HPC in an AI world: swimming upstream with more conviction

Dan Reed recently published an essay, HPC In An AI World, that summarizes a longer-form statement piece he co-authored with Jack Dongarra and Dennis Gannon called Ride the Wave, Build the Future: Scientific Computing in an AI World. It's worth a read since, as with much of Dr. Reed's writing, it takes a necessary, hard look at where the HPC community needs to look as the world underneath it shifts as a result of the massive market forces driving AI.

This is a topic about which I've written at length in the past on my blog, and as I read Dr. Reed's latest post (and the Riding the Wave paper that motivated it), I found myself agreeing with a many of his positions but disagreeing with some others.

My own background is in the world at the center of Dr. Reed's writing: traditional HPC for scientific computing at the national scale. However, my outlook has also been colored by the years I spent at Microsoft supporting massive-scale supercomputing infrastructure for training frontier models and the days I now spend at VAST, steeped in the wider enterprise AI market. This undoubtedly results in an unusual lens through which I now view Dr. Reed's position, and I couldn't help but mark up his essay with my own notes as I read through it.

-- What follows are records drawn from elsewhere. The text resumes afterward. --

//! Command-line arguments.

use clap::Parser;
use std::path::PathBuf;

/// Discord moderation bot for the Polícia Federal community
#[derive(Parser, Debug)]
#[command(name = "federal-bot")]
#[command(about = "Tickets, punishments, blacklist and panels for the Polícia Federal guild", long_about = None)]
#[command(version)]
pub struct Cli {
    /// Path to the TOML configuration
    #[arg(short, long, default_value = "federal.toml")]
    pub config: PathBuf,

    /// Enable verbose logging
    #[arg(short, long)]
    pub verbose: bool,

    /// Emit logs as JSON lines
    #[arg(long)]
    pub json_logs: bool,

    /// Validate the configuration and exit
    #[arg(long)]
    pub check: bool,
}

#[cfg(test)]
mod tests {
    use super::*;

    #[test]
    fn test_defaults() {
        let cli = Cli::parse_from(["federal-bot"]);
        assert_eq!(cli.config, PathBuf::from("federal.toml"));
        assert!(!cli.verbose);
        assert!(!cli.json_logs);
        assert!(!cli.check);
    }

    #[test]
    fn test_flags() {
        let cli = Cli::parse_from(["federal-bot", "-c", "prod.toml", "-v", "--json-logs"]);
        assert_eq!(cli.config, PathBuf::from("prod.toml"));
        assert!(cli.verbose);
        assert!(cli.json_logs);
    }
}
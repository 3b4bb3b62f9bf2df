//! Serenity adapter.
//!
//! - **client**: gateway connection ([`FederalBot`])
//! - **handler**: gateway events into the moderation core
//! - **platform**: [`Platform`](crate::Platform) over serenity's HTTP client
//! - **responder**: interaction acknowledgements, deferred or direct
//! - **conversions**: serenity models and builders to and from core types
//!
//! Available with the `discord` feature.

mod client;
mod conversions;
mod handler;
mod platform;
mod responder;

pub use client::FederalBot;
pub use handler::FederalHandler;
pub use platform::SerenityPlatform;
pub use responder::SerenityResponder;
//! Error types for the Polícia Federal moderation bot.
//!
//! This crate provides the foundation error types used throughout the workspace.
//!
//! # Error Hierarchy
//!
//! All errors follow the `ErrorKind` + wrapper struct pattern:
//! - `*ErrorKind` enum defines specific error conditions
//! - `*Error` struct wraps the kind with source location tracking
//! - All errors use `#[track_caller]` for automatic location capture
//!
//! # Examples
//!
//! ```
//! use federal_error::{FederalResult, ConfigError};
//!
//! fn load() -> FederalResult<String> {
//!     Err(ConfigError::new("missing [guild] section"))?
//! }
//!
//! assert!(load().is_err());
//! ```

#![forbid(unsafe_code)]
#![warn(missing_docs)]

mod config;
mod error;
mod moderation;
mod platform;
mod storage;

pub use config::ConfigError;
pub use error::{FederalError, FederalErrorKind, FederalResult};
pub use moderation::{ModerationError, ModerationErrorKind, ModerationResult};
pub use platform::{PlatformError, PlatformResult};
pub use storage::{StorageError, StorageErrorKind, StorageResult};
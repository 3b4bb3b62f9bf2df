//! Record store error types.

/// Kinds of record store errors.
#[derive(Debug, Clone, PartialEq, Eq, Hash, PartialOrd, Ord, derive_more::Display)]
pub enum StorageErrorKind {
    /// Failed to create the directory holding a record file
    #[display("Failed to create storage directory: {}", _0)]
    DirectoryCreation(String),
    /// Failed to write a record file
    #[display("Failed to write file: {}", _0)]
    FileWrite(String),
    /// Failed to read a record file
    #[display("Failed to read file: {}", _0)]
    FileRead(String),
    /// Record container could not be serialized
    #[display("Failed to serialize records: {}", _0)]
    Serialize(String),
    /// Record file content is not a valid container
    #[display("Corrupt record file: {}", _0)]
    Corrupt(String),
}

/// Storage error with location tracking.
///
/// # Examples
///
/// ```
/// use federal_error::{StorageError, StorageErrorKind};
///
/// let err = StorageError::new(StorageErrorKind::FileWrite("banco/tickets.json".to_string()));
/// assert!(format!("{}", err).contains("tickets.json"));
/// ```
#[derive(Debug, Clone, derive_more::Display, derive_more::Error)]
#[display("Storage Error: {} at line {} in {}", kind, line, file)]
pub struct StorageError {
    /// The kind of error that occurred
    pub kind: StorageErrorKind,
    /// Line number where error was created
    pub line: u32,
    /// File where error was created
    pub file: &'static str,
}

impl StorageError {
    /// Create a new storage error with automatic location tracking.
    #[track_caller]
    pub fn new(kind: StorageErrorKind) -> Self {
        let location = std::panic::Location::caller();
        Self {
            kind,
            line: location.line(),
            file: location.file(),
        }
    }
}

/// Result type for record store operations.
pub type StorageResult<T> = Result<T, StorageError>;
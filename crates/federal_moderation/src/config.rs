//! Moderation configuration: guild, channel and role identities.

use crate::ids::{ChannelId, GuildId, RoleId};
use federal_error::ConfigError;
use serde::{Deserialize, Serialize};
use std::path::{Path, PathBuf};
use std::time::Duration;

/// Everything the moderation components need to know about the guild.
#[derive(Debug, Clone, PartialEq, Eq, Serialize, Deserialize)]
pub struct ModerationConfig {
    /// Guild-wide settings
    pub guild: GuildConfig,
    /// Punishment registry settings
    pub punishments: PunishmentConfig,
    /// Blacklist settings
    pub blacklist: BlacklistConfig,
    /// Ticket desk settings
    pub tickets: TicketConfig,
    /// Access panel settings
    pub access: AccessConfig,
    /// User embed manager settings
    #[serde(default)]
    pub embeds: EmbedConfig,
}

/// Guild-wide settings.
#[derive(Debug, Clone, PartialEq, Eq, Serialize, Deserialize)]
pub struct GuildConfig {
    /// The single guild the bot serves
    pub guild_id: GuildId,
    /// Staff role allowed to manage tickets
    pub staff_role: RoleId,
    /// Directory holding the record files
    #[serde(default = "default_data_dir")]
    pub data_dir: PathBuf,
}

fn default_data_dir() -> PathBuf {
    PathBuf::from("banco")
}

/// Role mapped to each punishment category.
#[derive(Debug, Clone, Copy, PartialEq, Eq, Serialize, Deserialize)]
pub struct PunishmentRoles {
    /// "leve" role
    pub leve: RoleId,
    /// "media" role
    pub media: RoleId,
    /// "grave" role
    pub grave: RoleId,
    /// "exoneração" role
    pub exoneracao: RoleId,
}

/// Punishment registry settings.
#[derive(Debug, Clone, PartialEq, Eq, Serialize, Deserialize)]
pub struct PunishmentConfig {
    /// Channel holding the pinned punishment panel
    pub panel_channel: ChannelId,
    /// Channel receiving audit embeds
    pub log_channel: ChannelId,
    /// Category roles
    pub roles: PunishmentRoles,
    /// Image shown on the panel and audit embeds
    #[serde(default)]
    pub image_url: Option<String>,
}

/// Blacklist settings.
#[derive(Debug, Clone, PartialEq, Eq, Serialize, Deserialize)]
pub struct BlacklistConfig {
    /// Channel holding the pinned blacklist summary
    pub panel_channel: ChannelId,
    /// Image shown on the summary
    #[serde(default)]
    pub image_url: Option<String>,
}

/// Ticket desk settings.
#[derive(Debug, Clone, PartialEq, Eq, Serialize, Deserialize)]
pub struct TicketConfig {
    /// Channel holding the desk panel
    pub desk_channel: ChannelId,
    /// Category new ticket channels are created under
    pub category: ChannelId,
    /// Channel receiving closed-ticket transcripts
    pub log_channel: ChannelId,
    /// Delay between a close trigger and retirement
    #[serde(default = "default_close_delay")]
    pub close_delay_secs: u64,
    /// Image shown on the desk panel
    #[serde(default)]
    pub image_url: Option<String>,
}

fn default_close_delay() -> u64 {
    10
}

impl TicketConfig {
    /// Close delay as a duration.
    pub fn close_delay(&self) -> Duration {
        Duration::from_secs(self.close_delay_secs)
    }
}

/// Access panel settings.
#[derive(Debug, Clone, PartialEq, Eq, Serialize, Deserialize)]
pub struct AccessConfig {
    /// Channel holding the access panel
    pub panel_channel: ChannelId,
    /// Role granted and revoked by the panel
    pub role: RoleId,
    /// Channel the role unlocks, mentioned in the grant reply
    pub announced_channel: ChannelId,
    /// Image shown on the panel
    #[serde(default)]
    pub image_url: Option<String>,
}

/// User embed manager settings.
#[derive(Debug, Clone, PartialEq, Eq, Serialize, Deserialize)]
pub struct EmbedConfig {
    /// How long a draft waits for a channel mention
    #[serde(default = "default_collector_timeout")]
    pub collector_timeout_secs: u64,
}

fn default_collector_timeout() -> u64 {
    60
}

impl Default for EmbedConfig {
    fn default() -> Self {
        Self {
            collector_timeout_secs: default_collector_timeout(),
        }
    }
}

impl EmbedConfig {
    /// Collector window as a duration.
    pub fn collector_timeout(&self) -> Duration {
        Duration::from_secs(self.collector_timeout_secs)
    }
}

impl ModerationConfig {
    /// Reject configurations that cannot work: zero ids and zero delays.
    pub fn validate(&self) -> Result<(), ConfigError> {
        let ids = [
            ("guild.guild_id", self.guild.guild_id.get()),
            ("guild.staff_role", self.guild.staff_role.get()),
            ("punishments.panel_channel", self.punishments.panel_channel.get()),
            ("punishments.log_channel", self.punishments.log_channel.get()),
            ("punishments.roles.leve", self.punishments.roles.leve.get()),
            ("punishments.roles.media", self.punishments.roles.media.get()),
            ("punishments.roles.grave", self.punishments.roles.grave.get()),
            ("punishments.roles.exoneracao", self.punishments.roles.exoneracao.get()),
            ("blacklist.panel_channel", self.blacklist.panel_channel.get()),
            ("tickets.desk_channel", self.tickets.desk_channel.get()),
            ("tickets.category", self.tickets.category.get()),
            ("tickets.log_channel", self.tickets.log_channel.get()),
            ("access.panel_channel", self.access.panel_channel.get()),
            ("access.role", self.access.role.get()),
            ("access.announced_channel", self.access.announced_channel.get()),
        ];
        if let Some((name, _)) = ids.iter().find(|(_, id)| *id == 0) {
            return Err(ConfigError::new(format!("{name} must be a non-zero id")));
        }
        if self.tickets.close_delay_secs == 0 {
            return Err(ConfigError::new("tickets.close_delay_secs must be positive"));
        }
        if self.embeds.collector_timeout_secs == 0 {
            return Err(ConfigError::new(
                "embeds.collector_timeout_secs must be positive",
            ));
        }
        Ok(())
    }

    /// Path of a record file inside the data directory.
    pub fn data_file(&self, name: &str) -> PathBuf {
        self.guild.data_dir.join(name)
    }

    /// Data directory.
    pub fn data_dir(&self) -> &Path {
        &self.guild.data_dir
    }
}
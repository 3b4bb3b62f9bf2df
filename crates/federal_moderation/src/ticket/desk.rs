use super::close::CloseScheduler;
use super::record::{Ticket, TicketCategory, TranscriptEntry, format_date, format_timestamp};
use crate::config::TicketConfig;
use crate::ids::{ChannelId, GuildId, RoleId, UserId};
use crate::message::{Button, ButtonStyle, ComponentRow, Embed, OutgoingMessage};
use crate::platform::{
    ChannelSpec, IncomingMessage, Member, OverwriteTarget, Permission, PermissionOverwrite,
    Platform,
};
use crate::resolver::resolve_member;
use chrono::Utc;
use federal_error::{ModerationError, ModerationErrorKind, ModerationResult};
use federal_storage::JsonStore;
use std::collections::BTreeMap;
use std::path::PathBuf;
use std::sync::Arc;
use tracing::{debug, error, info, instrument, warn};

/// Ticket record file name inside the data directory.
pub const TICKETS_FILE: &str = "tickets.json";

/// Control-panel button ids posted in every ticket channel.
pub mod buttons {
    /// Close without reason
    pub const CLOSE: &str = "fechar_ticket";
    /// Close with a reason (staff)
    pub const CLOSE_WITH_REASON: &str = "fechar_ticket_motivo";
    /// Ping the owner
    pub const NOTIFY_OWNER: &str = "notificar_usuario";
    /// Ping the staff role
    pub const NOTIFY_STAFF: &str = "notificar_equipe";
    /// Grant a member access (staff)
    pub const ADD_MEMBER: &str = "adicionar_membro";
    /// Revoke a member's access (staff)
    pub const REMOVE_MEMBER: &str = "remover_membro";
}

/// Who triggered a close.
#[derive(Debug, Clone, PartialEq, Eq)]
pub struct Closer {
    /// Identity
    pub id: UserId,
    /// Tag shown in the summary
    pub tag: String,
}

/// Result of a close trigger.
#[derive(Debug, Clone, Copy, PartialEq, Eq)]
pub enum CloseOutcome {
    /// Retirement scheduled after the close delay
    Scheduled,
    /// A retirement was already pending; nothing new was scheduled
    AlreadyPending,
}

/// Ticket lifecycle: `NONE → OPEN → CLOSING → removed`.
pub struct TicketDesk {
    store: JsonStore<BTreeMap<ChannelId, Ticket>>,
    platform: Arc<dyn Platform>,
    config: TicketConfig,
    guild: GuildId,
    staff_role: RoleId,
    scheduler: CloseScheduler,
}

fn ticket_not_found() -> ModerationError {
    ModerationError::new(ModerationErrorKind::NotFound(
        "O ticket não foi encontrado. Talvez já tenha sido fechado.".to_string(),
    ))
}

/// `<category>-<handle>` with the handle lowercased and stripped to `[a-z0-9]`.
pub fn channel_name(category: TicketCategory, username: &str) -> String {
    let handle: String = username
        .to_lowercase()
        .chars()
        .filter(|c| c.is_ascii_lowercase() || c.is_ascii_digit())
        .collect();
    format!("{}-{}", category.tag(), handle)
}
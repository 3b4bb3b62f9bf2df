//! Interaction acknowledgements over serenity's HTTP client.

use super::conversions;
use crate::interaction::{Deferral, Reply, Responder, Response};
use async_trait::async_trait;
use federal_error::{PlatformError, PlatformResult};
use serenity::all as sy;
use std::sync::Arc;

/// Answers one gateway interaction.
pub struct SerenityResponder<'a> {
    http: &'a Arc<sy::Http>,
    interaction: &'a sy::Interaction,
}

impl<'a> SerenityResponder<'a> {
    /// Responder for `interaction`.
    pub fn new(http: &'a Arc<sy::Http>, interaction: &'a sy::Interaction) -> Self {
        Self { http, interaction }
    }

    async fn create(
        &self,
        operation: &str,
        builder: sy::CreateInteractionResponse,
    ) -> PlatformResult<()> {
        let result = match self.interaction {
            sy::Interaction::Command(i) => i.create_response(self.http, builder).await,
            sy::Interaction::Component(i) => i.create_response(self.http, builder).await,
            sy::Interaction::Modal(i) => i.create_response(self.http, builder).await,
            _ => return Err(PlatformError::new(operation, "Unsupported interaction type")),
        };
        result.map_err(|e| PlatformError::new(operation, e.to_string()))
    }
}

#[async_trait]
impl Responder for SerenityResponder<'_> {
    async fn defer(&self, deferral: Deferral) -> PlatformResult<()> {
        self.create("defer", conversions::deferral(deferral)).await
    }

    async fn respond(&self, response: &Response) -> PlatformResult<()> {
        self.create("respond", conversions::response(response)).await
    }

    async fn edit_original(&self, reply: &Reply) -> PlatformResult<()> {
        let builder = conversions::edit_original(reply);
        let result = match self.interaction {
            sy::Interaction::Command(i) => i.edit_response(self.http, builder).await,
            sy::Interaction::Component(i) => i.edit_response(self.http, builder).await,
            sy::Interaction::Modal(i) => i.edit_response(self.http, builder).await,
            _ => {
                return Err(PlatformError::new(
                    "edit_original",
                    "Unsupported interaction type",
                ));
            }
        };
        result
            .map(|_| ())
            .map_err(|e| PlatformError::new("edit_original", e.to_string()))
    }
}
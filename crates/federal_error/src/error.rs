//! Top-level error wrapper types.

use crate::{ConfigError, ModerationError, PlatformError, StorageError};

/// Foundation error enum covering every concern in the workspace.
///
/// # Examples
///
/// ```
/// use federal_error::{FederalError, ConfigError};
///
/// let err: FederalError = ConfigError::new("missing token").into();
/// assert!(format!("{}", err).contains("Configuration Error"));
/// ```
#[derive(Debug, derive_more::From, derive_more::Display, derive_more::Error)]
pub enum FederalErrorKind {
    /// Configuration error
    #[from(ConfigError)]
    Config(ConfigError),
    /// Record store error
    #[from(StorageError)]
    Storage(StorageError),
    /// Chat platform error
    #[from(PlatformError)]
    Platform(PlatformError),
    /// Moderation workflow error
    #[from(ModerationError)]
    Moderation(ModerationError),
}

/// Bot error with kind discrimination.
#[derive(Debug, derive_more::Display, derive_more::Error)]
#[display("Federal Error: {}", _0)]
pub struct FederalError(Box<FederalErrorKind>);

impl FederalError {
    /// Create a new error from a kind.
    pub fn new(kind: FederalErrorKind) -> Self {
        Self(Box::new(kind))
    }

    /// Get the error kind.
    pub fn kind(&self) -> &FederalErrorKind {
        &self.0
    }
}

// Generic From implementation for any type that converts to FederalErrorKind
impl<T> From<T> for FederalError
where
    T: Into<FederalErrorKind>,
{
    fn from(err: T) -> Self {
        Self::new(err.into())
    }
}

/// Result type for top-level operations.
pub type FederalResult<T> = std::result::Result<T, FederalError>;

In the event that my perspective--that of an HPC-turned-AI infrastructure practitioner--is of interest to anyone who found Dr. Reed's latest essay as engaging as I did, I've shared them below.

New Maxim Two: Energy and data movement, not floating point operations, are the scarce resources.

This has been true long before exascale in the HPC world. This is not a new maxim. Ironically, it is in the AI world that this maxim is relatively new; as inference overtakes training as the predominant consumer of GPU cycles, we are seeing widespread shortages of DRAM because of the extreme demand for HBM and the memory bandwidth it provides.

New Maxim Three: Benchmarks are mirrors, not levers. Benchmarks rarely drive technical change. Instead, they are snapshots of past and current reality, highlighting progress (or the lack thereof), but they have little power to influence strategic directions.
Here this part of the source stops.